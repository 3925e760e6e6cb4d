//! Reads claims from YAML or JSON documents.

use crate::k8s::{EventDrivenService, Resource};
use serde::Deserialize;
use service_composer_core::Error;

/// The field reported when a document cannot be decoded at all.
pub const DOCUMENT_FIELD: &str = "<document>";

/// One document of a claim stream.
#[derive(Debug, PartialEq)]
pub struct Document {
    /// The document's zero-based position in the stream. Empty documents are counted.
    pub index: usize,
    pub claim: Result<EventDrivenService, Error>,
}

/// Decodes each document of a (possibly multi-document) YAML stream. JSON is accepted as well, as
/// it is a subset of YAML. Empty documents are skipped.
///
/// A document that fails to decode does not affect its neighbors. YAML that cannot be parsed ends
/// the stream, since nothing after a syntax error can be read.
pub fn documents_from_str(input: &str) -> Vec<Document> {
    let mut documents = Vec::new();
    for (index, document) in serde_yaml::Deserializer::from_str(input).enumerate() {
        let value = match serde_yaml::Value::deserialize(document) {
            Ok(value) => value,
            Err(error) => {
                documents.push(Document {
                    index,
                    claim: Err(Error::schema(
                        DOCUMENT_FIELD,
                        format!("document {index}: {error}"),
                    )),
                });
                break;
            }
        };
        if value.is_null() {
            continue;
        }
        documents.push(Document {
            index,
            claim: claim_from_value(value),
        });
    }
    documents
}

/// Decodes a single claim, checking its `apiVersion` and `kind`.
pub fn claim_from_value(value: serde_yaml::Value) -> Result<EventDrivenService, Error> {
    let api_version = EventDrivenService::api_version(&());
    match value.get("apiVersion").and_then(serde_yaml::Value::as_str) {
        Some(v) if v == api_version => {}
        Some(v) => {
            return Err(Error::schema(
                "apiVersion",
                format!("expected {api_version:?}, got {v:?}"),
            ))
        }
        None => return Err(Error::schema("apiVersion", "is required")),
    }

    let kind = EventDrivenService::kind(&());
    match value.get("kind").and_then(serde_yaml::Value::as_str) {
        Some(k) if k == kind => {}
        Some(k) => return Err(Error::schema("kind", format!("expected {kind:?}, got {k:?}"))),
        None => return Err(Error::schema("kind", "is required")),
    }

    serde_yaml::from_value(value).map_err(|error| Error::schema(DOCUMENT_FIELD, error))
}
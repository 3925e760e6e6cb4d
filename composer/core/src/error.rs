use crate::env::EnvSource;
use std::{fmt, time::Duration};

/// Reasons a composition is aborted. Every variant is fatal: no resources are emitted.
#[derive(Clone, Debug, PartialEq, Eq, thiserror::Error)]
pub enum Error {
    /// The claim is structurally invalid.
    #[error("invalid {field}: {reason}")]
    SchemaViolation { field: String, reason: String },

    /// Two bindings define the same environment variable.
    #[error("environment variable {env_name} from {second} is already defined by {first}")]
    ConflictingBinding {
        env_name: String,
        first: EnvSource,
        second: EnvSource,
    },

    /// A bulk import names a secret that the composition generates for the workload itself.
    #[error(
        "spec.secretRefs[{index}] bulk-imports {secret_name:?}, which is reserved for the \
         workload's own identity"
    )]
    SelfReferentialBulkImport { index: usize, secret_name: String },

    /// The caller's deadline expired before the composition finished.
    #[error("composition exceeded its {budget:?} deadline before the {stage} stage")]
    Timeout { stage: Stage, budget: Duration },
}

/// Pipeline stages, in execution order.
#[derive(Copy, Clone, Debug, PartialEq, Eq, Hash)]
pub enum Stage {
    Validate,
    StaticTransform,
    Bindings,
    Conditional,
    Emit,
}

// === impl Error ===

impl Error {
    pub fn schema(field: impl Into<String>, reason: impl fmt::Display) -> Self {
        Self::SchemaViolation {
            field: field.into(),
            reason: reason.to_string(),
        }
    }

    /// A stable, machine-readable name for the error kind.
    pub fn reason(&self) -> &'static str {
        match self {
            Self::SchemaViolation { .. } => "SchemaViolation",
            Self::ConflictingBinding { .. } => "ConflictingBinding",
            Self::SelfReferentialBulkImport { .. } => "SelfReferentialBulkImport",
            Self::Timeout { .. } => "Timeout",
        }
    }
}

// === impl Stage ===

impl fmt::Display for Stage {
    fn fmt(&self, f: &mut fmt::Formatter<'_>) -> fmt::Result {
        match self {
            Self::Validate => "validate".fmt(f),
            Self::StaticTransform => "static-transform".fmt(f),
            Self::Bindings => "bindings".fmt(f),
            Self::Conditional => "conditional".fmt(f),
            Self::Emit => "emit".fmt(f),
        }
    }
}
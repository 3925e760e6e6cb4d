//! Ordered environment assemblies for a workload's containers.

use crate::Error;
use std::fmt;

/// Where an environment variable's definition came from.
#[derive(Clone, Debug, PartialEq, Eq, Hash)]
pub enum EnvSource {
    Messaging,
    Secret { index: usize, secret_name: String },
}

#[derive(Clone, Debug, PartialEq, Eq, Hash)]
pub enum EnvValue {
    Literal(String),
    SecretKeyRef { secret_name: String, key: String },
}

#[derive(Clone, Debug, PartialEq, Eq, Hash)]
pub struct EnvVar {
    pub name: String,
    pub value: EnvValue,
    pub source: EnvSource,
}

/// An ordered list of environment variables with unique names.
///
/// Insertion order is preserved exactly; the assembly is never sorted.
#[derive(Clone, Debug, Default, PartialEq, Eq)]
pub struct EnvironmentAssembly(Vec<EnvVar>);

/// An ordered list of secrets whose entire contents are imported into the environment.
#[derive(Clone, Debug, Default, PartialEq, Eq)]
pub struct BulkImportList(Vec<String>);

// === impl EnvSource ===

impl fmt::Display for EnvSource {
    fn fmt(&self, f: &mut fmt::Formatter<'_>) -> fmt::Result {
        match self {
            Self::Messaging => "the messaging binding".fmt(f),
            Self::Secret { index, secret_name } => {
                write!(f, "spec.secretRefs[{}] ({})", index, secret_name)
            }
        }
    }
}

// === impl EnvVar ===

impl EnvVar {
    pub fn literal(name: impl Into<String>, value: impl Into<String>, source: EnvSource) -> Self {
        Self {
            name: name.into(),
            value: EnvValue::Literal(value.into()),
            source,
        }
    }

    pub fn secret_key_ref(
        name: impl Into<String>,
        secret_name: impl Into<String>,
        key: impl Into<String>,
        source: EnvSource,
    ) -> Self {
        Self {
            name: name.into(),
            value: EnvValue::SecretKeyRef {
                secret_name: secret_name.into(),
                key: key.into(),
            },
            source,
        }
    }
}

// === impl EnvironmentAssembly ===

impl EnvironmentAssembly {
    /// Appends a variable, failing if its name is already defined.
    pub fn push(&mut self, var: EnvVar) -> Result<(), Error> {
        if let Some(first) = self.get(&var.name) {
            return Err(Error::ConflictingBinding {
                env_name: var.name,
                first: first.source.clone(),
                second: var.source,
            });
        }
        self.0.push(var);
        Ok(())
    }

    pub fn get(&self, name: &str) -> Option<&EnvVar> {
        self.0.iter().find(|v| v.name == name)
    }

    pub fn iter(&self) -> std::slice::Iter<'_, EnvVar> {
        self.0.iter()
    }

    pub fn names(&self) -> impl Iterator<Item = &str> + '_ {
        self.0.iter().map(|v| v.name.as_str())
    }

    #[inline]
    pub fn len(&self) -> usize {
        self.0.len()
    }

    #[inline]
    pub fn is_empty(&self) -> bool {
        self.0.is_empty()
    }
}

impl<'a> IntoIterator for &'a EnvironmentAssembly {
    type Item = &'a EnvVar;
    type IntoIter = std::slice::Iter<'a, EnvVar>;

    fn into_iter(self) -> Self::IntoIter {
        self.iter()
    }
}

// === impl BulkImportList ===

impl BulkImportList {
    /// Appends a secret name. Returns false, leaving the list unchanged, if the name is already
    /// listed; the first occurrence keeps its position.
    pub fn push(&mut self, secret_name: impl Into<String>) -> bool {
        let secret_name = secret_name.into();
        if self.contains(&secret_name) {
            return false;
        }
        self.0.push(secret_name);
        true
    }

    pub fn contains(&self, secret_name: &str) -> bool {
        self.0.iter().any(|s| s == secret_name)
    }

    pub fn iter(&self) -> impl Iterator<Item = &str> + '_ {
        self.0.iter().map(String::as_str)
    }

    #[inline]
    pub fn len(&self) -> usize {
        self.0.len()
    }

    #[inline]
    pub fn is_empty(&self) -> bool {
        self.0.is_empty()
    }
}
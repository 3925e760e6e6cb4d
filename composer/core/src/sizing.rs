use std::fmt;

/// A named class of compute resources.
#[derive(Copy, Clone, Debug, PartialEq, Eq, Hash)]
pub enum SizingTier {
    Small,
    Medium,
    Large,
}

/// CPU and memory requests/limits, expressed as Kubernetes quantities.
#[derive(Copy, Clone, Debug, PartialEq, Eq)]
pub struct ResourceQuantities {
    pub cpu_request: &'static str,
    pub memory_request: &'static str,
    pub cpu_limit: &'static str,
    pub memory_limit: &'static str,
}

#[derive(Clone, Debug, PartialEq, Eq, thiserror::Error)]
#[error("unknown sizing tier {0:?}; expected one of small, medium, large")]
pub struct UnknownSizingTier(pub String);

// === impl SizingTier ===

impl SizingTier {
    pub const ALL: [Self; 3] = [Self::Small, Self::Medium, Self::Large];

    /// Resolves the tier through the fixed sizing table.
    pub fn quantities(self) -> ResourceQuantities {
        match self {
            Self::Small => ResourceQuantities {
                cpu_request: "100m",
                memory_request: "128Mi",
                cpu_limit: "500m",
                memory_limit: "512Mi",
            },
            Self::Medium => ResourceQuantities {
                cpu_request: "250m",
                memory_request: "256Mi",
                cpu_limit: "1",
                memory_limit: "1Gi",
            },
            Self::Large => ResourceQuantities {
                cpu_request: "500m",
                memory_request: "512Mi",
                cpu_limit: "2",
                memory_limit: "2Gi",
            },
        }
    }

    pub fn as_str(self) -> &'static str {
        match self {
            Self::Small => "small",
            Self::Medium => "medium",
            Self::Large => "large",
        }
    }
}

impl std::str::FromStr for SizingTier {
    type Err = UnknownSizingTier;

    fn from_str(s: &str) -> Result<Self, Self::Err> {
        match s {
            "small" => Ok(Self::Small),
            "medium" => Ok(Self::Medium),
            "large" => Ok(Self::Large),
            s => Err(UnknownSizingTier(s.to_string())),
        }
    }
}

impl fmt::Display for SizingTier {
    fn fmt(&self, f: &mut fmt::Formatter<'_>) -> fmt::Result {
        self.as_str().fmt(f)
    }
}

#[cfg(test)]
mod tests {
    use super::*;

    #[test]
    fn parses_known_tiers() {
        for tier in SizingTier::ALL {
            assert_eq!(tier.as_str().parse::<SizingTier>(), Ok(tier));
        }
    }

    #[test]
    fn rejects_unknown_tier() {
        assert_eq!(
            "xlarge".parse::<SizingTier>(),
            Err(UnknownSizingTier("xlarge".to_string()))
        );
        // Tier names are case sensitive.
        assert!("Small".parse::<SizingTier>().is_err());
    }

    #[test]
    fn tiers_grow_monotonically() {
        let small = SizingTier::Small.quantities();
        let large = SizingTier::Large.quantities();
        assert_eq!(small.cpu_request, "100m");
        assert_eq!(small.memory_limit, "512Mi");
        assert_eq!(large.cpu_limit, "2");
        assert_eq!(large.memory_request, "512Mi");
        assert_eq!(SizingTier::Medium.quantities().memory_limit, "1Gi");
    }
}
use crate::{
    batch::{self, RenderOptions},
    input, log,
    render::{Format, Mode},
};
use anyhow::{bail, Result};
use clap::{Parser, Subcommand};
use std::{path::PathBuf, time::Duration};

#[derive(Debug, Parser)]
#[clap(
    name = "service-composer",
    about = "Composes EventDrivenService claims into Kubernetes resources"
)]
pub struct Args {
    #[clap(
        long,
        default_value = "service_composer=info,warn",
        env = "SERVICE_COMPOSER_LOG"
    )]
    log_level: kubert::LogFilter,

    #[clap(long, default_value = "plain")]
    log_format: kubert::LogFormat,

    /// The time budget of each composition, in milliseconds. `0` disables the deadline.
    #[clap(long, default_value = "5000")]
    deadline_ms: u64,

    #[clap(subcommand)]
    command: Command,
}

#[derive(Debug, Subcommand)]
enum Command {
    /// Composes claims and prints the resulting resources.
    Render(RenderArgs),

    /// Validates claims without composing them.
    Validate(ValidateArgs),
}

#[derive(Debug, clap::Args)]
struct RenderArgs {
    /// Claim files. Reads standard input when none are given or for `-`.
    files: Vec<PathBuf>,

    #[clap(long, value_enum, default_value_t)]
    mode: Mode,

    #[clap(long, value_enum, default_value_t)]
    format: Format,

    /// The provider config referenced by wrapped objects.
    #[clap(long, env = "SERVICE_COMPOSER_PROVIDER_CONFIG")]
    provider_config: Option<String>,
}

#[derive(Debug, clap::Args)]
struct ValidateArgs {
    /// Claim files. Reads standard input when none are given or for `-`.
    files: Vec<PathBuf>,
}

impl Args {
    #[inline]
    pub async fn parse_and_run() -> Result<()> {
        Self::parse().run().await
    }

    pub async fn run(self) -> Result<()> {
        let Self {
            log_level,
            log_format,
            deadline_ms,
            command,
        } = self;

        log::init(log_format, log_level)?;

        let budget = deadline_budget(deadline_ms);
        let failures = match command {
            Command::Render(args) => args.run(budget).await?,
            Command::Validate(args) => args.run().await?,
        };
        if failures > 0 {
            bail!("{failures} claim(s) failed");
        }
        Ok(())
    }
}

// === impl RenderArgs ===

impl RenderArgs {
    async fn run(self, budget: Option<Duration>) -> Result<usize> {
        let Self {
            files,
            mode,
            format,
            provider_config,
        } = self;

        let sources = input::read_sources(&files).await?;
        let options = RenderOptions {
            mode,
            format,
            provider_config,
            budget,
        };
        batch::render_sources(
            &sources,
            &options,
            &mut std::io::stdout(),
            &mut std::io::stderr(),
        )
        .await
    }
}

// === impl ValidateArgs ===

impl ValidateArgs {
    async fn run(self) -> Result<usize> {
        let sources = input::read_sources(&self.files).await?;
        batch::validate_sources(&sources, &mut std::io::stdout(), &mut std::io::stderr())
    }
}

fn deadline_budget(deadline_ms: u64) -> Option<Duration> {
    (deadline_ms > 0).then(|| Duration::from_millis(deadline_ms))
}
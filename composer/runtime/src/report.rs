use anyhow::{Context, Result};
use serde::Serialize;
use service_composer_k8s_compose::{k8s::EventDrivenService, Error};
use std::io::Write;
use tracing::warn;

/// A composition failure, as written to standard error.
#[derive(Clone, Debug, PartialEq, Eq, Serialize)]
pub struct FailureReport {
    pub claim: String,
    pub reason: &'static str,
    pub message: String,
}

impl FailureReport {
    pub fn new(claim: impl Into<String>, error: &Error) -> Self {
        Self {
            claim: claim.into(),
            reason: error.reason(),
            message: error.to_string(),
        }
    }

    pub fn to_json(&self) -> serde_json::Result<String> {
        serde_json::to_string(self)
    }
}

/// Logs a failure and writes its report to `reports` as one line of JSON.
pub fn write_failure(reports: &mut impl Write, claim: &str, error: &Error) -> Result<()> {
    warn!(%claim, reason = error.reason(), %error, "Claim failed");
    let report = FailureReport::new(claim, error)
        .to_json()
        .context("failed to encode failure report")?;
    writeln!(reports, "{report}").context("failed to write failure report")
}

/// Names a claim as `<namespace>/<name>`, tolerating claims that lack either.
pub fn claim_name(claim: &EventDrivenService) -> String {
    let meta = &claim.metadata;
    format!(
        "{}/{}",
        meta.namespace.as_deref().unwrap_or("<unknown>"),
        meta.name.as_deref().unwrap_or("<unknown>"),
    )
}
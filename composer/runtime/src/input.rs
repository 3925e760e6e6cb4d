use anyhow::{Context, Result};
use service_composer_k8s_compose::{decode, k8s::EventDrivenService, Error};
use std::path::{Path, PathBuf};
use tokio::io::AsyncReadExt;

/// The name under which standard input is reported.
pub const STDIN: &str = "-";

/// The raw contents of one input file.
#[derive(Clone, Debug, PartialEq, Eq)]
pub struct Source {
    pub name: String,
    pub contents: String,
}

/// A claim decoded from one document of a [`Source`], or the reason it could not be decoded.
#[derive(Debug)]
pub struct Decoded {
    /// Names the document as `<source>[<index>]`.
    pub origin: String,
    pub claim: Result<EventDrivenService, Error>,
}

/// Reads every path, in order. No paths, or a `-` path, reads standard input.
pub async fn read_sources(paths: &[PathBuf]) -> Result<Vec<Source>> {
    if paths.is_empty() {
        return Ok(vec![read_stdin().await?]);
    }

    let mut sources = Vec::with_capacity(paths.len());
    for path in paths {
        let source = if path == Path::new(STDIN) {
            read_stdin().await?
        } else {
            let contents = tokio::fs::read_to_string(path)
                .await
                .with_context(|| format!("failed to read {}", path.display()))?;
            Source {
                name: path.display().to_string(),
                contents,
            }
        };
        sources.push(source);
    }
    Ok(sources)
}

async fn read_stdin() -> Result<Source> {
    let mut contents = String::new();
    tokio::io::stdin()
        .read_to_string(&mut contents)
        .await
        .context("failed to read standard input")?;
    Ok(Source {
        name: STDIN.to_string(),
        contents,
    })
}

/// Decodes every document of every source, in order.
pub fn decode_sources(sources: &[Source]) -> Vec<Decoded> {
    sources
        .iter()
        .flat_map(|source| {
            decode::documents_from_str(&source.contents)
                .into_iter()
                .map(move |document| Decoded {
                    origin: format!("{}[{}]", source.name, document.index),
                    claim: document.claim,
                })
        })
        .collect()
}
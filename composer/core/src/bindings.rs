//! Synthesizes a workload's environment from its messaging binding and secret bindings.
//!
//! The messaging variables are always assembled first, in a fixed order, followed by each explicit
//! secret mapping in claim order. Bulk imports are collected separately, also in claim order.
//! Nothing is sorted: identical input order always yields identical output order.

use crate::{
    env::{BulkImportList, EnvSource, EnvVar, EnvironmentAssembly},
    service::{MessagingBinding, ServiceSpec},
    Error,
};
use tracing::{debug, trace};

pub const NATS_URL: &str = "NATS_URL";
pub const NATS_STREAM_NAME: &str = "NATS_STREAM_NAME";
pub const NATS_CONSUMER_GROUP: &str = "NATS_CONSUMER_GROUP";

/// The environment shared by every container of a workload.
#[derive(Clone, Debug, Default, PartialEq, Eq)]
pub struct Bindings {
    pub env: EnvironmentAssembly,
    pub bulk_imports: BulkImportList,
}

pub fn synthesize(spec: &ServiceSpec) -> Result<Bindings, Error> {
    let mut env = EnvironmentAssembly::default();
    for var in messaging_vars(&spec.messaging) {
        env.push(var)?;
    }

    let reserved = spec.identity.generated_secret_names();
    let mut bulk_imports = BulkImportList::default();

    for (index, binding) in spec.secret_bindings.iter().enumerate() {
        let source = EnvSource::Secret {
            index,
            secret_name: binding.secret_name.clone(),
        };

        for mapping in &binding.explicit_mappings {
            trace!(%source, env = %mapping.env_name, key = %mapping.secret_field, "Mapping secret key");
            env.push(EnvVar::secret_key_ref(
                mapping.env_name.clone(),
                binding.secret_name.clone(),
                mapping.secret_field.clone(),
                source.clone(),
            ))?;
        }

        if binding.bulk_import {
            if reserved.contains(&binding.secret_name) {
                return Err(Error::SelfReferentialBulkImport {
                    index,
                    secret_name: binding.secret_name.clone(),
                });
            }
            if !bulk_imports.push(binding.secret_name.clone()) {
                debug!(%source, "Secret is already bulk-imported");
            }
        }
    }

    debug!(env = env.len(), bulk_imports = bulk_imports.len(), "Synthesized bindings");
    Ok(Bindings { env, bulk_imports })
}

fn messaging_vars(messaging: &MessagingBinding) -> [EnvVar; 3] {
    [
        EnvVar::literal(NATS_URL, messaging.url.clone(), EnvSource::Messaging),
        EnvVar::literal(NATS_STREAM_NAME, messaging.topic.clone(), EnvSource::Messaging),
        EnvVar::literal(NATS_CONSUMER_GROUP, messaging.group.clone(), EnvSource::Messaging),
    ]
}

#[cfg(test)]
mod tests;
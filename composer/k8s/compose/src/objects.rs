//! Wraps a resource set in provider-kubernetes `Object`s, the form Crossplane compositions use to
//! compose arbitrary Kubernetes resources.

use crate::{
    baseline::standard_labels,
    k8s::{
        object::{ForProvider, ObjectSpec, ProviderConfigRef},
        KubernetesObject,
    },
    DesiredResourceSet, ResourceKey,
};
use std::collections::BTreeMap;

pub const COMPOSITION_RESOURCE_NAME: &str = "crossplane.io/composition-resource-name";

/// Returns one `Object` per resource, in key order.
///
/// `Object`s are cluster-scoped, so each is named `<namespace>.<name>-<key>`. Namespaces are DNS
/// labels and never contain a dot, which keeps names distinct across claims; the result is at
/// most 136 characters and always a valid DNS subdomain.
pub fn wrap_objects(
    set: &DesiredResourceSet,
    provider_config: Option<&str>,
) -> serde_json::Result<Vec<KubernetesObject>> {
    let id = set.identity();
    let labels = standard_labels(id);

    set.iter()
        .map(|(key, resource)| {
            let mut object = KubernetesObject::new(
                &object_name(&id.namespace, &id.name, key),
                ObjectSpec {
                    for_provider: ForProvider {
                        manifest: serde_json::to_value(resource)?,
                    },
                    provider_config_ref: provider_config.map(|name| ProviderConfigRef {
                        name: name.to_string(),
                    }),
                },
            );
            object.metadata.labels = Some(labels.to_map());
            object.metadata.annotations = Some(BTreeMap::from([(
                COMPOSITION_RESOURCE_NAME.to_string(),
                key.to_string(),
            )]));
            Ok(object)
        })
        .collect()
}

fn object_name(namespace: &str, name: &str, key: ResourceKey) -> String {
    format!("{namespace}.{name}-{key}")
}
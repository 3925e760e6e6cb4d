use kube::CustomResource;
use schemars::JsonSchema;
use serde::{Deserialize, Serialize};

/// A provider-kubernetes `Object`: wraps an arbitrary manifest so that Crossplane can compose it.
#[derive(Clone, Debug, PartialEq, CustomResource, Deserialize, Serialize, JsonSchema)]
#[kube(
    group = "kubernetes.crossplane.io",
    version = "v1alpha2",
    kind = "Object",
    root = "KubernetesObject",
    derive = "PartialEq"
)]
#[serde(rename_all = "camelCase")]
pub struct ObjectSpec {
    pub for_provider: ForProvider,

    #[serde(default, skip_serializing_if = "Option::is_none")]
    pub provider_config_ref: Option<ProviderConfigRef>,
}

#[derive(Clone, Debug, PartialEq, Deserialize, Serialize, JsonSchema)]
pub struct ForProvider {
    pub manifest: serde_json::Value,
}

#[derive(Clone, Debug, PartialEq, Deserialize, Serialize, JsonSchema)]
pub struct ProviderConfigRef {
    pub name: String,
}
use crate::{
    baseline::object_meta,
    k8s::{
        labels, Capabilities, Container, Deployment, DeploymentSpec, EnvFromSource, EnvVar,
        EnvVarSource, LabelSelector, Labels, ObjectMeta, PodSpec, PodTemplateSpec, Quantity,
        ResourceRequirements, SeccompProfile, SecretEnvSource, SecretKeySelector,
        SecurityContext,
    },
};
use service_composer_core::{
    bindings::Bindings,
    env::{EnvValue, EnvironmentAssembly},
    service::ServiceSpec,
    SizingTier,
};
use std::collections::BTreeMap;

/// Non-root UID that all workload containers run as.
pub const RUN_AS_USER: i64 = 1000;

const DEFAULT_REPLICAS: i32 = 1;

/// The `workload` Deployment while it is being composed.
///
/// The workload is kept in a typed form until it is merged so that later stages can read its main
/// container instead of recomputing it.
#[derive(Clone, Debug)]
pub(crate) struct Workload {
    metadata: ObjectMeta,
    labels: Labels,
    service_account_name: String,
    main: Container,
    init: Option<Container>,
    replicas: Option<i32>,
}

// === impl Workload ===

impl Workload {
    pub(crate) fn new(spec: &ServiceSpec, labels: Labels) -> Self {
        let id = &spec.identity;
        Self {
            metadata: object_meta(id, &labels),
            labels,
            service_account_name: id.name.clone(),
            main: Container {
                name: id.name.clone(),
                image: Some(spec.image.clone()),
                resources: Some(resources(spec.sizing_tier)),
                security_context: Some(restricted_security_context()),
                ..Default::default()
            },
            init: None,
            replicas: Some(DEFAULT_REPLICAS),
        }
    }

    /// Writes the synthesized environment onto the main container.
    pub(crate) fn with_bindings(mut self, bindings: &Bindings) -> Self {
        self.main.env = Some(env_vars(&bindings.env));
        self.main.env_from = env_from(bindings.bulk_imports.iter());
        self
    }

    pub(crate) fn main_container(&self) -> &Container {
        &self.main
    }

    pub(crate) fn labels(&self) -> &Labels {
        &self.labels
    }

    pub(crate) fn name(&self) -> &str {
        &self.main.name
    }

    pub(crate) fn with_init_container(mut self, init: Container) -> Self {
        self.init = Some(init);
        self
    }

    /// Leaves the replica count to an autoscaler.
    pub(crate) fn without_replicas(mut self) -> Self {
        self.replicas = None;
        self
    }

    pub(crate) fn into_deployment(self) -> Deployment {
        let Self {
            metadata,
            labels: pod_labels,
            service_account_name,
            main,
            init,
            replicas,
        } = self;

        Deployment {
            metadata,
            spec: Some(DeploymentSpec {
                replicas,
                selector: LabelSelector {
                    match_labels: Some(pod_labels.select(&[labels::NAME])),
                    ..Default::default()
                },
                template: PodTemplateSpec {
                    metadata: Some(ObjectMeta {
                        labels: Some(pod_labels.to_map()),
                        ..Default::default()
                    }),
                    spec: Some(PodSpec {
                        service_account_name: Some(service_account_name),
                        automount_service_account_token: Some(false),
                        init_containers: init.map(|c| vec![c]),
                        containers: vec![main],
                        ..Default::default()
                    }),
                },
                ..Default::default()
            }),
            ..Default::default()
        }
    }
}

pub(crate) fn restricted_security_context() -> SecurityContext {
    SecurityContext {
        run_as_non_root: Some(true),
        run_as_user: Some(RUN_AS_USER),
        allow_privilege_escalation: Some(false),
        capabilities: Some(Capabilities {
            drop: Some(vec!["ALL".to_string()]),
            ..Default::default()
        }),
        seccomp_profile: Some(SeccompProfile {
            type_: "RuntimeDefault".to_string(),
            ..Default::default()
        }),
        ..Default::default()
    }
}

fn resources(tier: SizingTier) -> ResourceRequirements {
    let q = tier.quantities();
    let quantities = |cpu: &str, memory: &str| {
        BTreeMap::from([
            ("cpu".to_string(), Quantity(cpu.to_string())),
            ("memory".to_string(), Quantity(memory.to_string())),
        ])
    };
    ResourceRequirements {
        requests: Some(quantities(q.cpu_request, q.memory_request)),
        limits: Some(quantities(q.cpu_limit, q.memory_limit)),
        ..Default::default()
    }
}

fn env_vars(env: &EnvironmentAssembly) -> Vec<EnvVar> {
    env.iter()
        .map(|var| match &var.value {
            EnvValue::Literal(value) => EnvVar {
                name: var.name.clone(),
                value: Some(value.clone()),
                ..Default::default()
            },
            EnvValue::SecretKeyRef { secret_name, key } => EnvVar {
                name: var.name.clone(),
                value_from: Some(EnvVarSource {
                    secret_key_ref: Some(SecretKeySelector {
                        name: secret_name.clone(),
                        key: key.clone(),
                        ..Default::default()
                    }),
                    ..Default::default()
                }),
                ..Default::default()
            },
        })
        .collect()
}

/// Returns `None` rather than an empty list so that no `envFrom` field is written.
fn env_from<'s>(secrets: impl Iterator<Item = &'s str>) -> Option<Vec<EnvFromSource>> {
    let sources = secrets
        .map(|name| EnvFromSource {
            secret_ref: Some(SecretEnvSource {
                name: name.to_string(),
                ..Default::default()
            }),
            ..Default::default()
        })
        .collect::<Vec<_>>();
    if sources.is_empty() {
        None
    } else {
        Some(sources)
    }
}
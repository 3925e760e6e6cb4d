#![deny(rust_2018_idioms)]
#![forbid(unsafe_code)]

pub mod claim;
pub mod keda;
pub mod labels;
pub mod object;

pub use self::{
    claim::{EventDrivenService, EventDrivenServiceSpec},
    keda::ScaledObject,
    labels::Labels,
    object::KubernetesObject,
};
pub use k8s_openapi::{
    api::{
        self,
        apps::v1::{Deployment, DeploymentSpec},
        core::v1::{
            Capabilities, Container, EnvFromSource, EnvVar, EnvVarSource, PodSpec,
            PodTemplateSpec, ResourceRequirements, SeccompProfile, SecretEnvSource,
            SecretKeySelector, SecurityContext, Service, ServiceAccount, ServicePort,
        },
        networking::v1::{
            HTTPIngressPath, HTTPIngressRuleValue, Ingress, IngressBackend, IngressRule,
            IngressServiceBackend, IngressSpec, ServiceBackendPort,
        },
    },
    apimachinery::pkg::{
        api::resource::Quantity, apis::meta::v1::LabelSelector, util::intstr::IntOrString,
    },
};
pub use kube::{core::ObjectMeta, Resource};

-- -- --

__Exercise instructions__.
Look back at the entries above. Retype the line with "pub const NATS_URL: &str", the line with "let mut env", and all lines in between.

__Written answer__.
pub const NATS_URL: &str = "NATS_URL";
pub const NATS_STREAM_NAME: &str = "NATS_STREAM_NAME";
pub const NATS_CONSUMER_GROUP: &str = "NATS_CONSUMER_GROUP";

/// The environment shared by every container of a workload.
#[derive(Clone, Debug, Default, PartialEq, Eq)]
pub struct Bindings {
    pub env: EnvironmentAssembly,
    pub bulk_imports: BulkImportList,
}

pub fn synthesize(spec: &ServiceSpec) -> Result<Bindings, Error> {
    let mut env = EnvironmentAssembly::default();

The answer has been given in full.